Loka skirted the edges, dragging up the larger chunks of flaming wood in her gloved hands and throwing them back toward the pile, trying to keep the stricken bonfire alive. Her heart pounded and her senses threatened to give way. There was a drumbeat in her head, thrumming in time with the pulse of the lycanthrope's tainted blood. She struggled against it, fought to find her god, the power in the beauty of the fire, of the sliver of moonlight, of her earrings and her painted eyes.
As if sensing it, the beast turned in an eyeblink and snapped at her, the jaws clashing, showering the earth with foul ropes of spittle. She fell backward and scrambled away from it in naked terror as the Inquisitor's blade arced in for another strike. But the great wolf was ready, smashing its tremendous limb backward, barely missing, its claws cracking hard into the trunk of a dead tree, splintering the wood like dried clay.
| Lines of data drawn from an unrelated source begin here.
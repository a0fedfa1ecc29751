use datafusion::arrow::array::{
    ArrayRef, Float64Builder, Int32Builder, Int64Builder, StringBuilder, TimestampMillisecondBuilder,
};
use datafusion::arrow::datatypes::{DataType, Field, Schema};
use datafusion::arrow::record_batch::RecordBatch;
use std::sync::Arc;

use super::record::Datum;
use crate::error::Result;
use crate::schema::{ColumnType, TableSchema};
use crate::writer::schema_gen::{arrow_type, TIMESTAMP_TZ};

/// Extra column holding each record's position in the dataset.
///
/// Objects are read in key order and lines in file order, so this is the
/// arrival order that first-wins dedup and surrogate ids follow.
pub const ARRIVAL: &str = "arrival";

/// Parsed rows of one dataset, waiting to become a record batch
#[derive(Debug)]
pub struct RecordBuffer {
    schema: &'static TableSchema,
    rows: Vec<Vec<Datum>>,
}

impl RecordBuffer {
    pub fn new(schema: &'static TableSchema) -> Self {
        Self {
            schema,
            rows: Vec::new(),
        }
    }

    pub fn schema(&self) -> &'static TableSchema {
        self.schema
    }

    pub fn push(&mut self, row: Vec<Datum>) {
        debug_assert_eq!(row.len(), self.schema.columns.len());
        self.rows.push(row);
    }

    pub fn len(&self) -> usize {
        self.rows.len()
    }

    pub fn is_empty(&self) -> bool {
        self.rows.is_empty()
    }

    /// Build one batch: the schema's columns followed by [`ARRIVAL`]
    pub fn into_batch(self) -> Result<RecordBatch> {
        let mut fields: Vec<Field> = self
            .schema
            .columns
            .iter()
            .map(|col| Field::new(col.name, arrow_type(col.col_type), true))
            .collect();
        fields.push(Field::new(ARRIVAL, DataType::Int64, false));

        let mut arrays: Vec<ArrayRef> = self
            .schema
            .columns
            .iter()
            .enumerate()
            .map(|(idx, col)| build_array(col.col_type, self.rows.iter().map(|row| &row[idx])))
            .collect();
        let mut arrival = Int64Builder::with_capacity(self.rows.len());
        for seq in 0..self.rows.len() {
            arrival.append_value(seq as i64);
        }
        arrays.push(Arc::new(arrival.finish()));

        Ok(RecordBatch::try_new(Arc::new(Schema::new(fields)), arrays)?)
    }
}

fn build_array<'a>(col_type: ColumnType, values: impl Iterator<Item = &'a Datum>) -> ArrayRef {
    match col_type {
        ColumnType::Integer => {
            let mut b = Int32Builder::new();
            for v in values {
                b.append_option(v.as_i64().and_then(|i| i32::try_from(i).ok()));
            }
            Arc::new(b.finish())
        }
        ColumnType::Long => {
            let mut b = Int64Builder::new();
            for v in values {
                b.append_option(v.as_i64());
            }
            Arc::new(b.finish())
        }
        ColumnType::Double => {
            let mut b = Float64Builder::new();
            for v in values {
                b.append_option(v.as_f64());
            }
            Arc::new(b.finish())
        }
        ColumnType::Text => {
            let mut b = StringBuilder::new();
            for v in values {
                b.append_option(v.as_str());
            }
            Arc::new(b.finish())
        }
        ColumnType::Timestamp => {
            let mut b = TimestampMillisecondBuilder::new().with_timezone(TIMESTAMP_TZ);
            for v in values {
                b.append_option(v.as_i64());
            }
            Arc::new(b.finish())
        }
    }
}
Loka fought through her panic and the white noise of her overloaded senses. She had to do something. She had to help.
She pulled herself to her feet and darted around to one side over the sea of embers, keeping the broken little fire between herself and the beast. She braced herself on her rear leg, bending the other to rest on the tip of her boot, forced herself to take in a deep lungful of cold, tainted, smoke-fouled air, and screamed again; a high-pitched peacock's call that pealed through the black wood like a bell and vibrated cleanly through the dark wolf's bones.
It flinched and clenched its slavering jaw, keeping its mad eyes on Gregor and his hateful, burning sword. She drew her power and called again, and the echo inside the chaos of its thrashing mind rang twice as loud. The beast's rage redoubled. It swung down at Gregor with both paws, roaring, the blow thundering into the damp earth and showering the clearing with mud and stones.
The third scream was three times as loud. Madness overtook it. It whirled on her, keening like a shrieking gale in agony, hunger and hate.